AMOUR ET JUSTICE. (Nietzsche)
Après tout, le premier commandement de
Jésus n'a, semble-t-il, rien de bien extraordinaire:
- Aimez-vous les uns les autres. Évidemment, cela vaut
mieux... et comment ?
- Là où est ton trésor, là aussi sera ton cur. Avoir
bon cœur, bien sûr ! Et faire la paix :
- "Pardonnez et vous serez pardonnés. Réconcilies-toi avec
ton frère". Il dénie le droit à se venger.

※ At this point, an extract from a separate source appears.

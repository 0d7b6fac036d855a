// Client-side modules for dispatch, feedback, and the service façade.
pub mod dispatch;
pub mod feedback;
pub mod service;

- Aimez vos ennemis. Le christianisme est une religion d'amour
et de paix.
Et puisque Dieu est amour, son
Royaume est le Royaume de l'amour ! Hommes et femmes, nous y sommes tous
invités.
Laissons un peu la philosophie et tournons-nous
vers le concret. Je devine qu'en communauté, tous ces jeunes gens partageant
tout dans d'amour; cet amour n'est pas seulement spirituel. La chair est
faible, si l'esprit est ardent. L'amour humain procure tant de bonheur
et aussi du plaisir, avouons-le, et "il n'y a pas de mal à se faire
du bien". Et nageons dans le bonheur d'un grand amour partagé.
Heureusement, ça existe.
Non, je ne plaisante pas. Les relations
sexuelles sont bien naturelles, et il y avait chez des Gnostiques adeptes
de Basilide des pratiques rituelles dites spermatiques, qui
nous furent rapportées par Epiphane, lui-même horrifié
de cela et de l'absurdité de sa doctrine (note).
Cette répulsion écarta les chrétiens des sectes gnostiques
dont la doctrine les avaient tout d'abord attirés ( il y avait
encore alors au Moyen-Orient des orgies sacrées, les rituels d'amour avec
les prostituées sacrées.)
Enfin, il n'y a pas de raison d'en douter;
les femmes qui suivaient Jésus et qui l'assistaient, elles l'aimaient.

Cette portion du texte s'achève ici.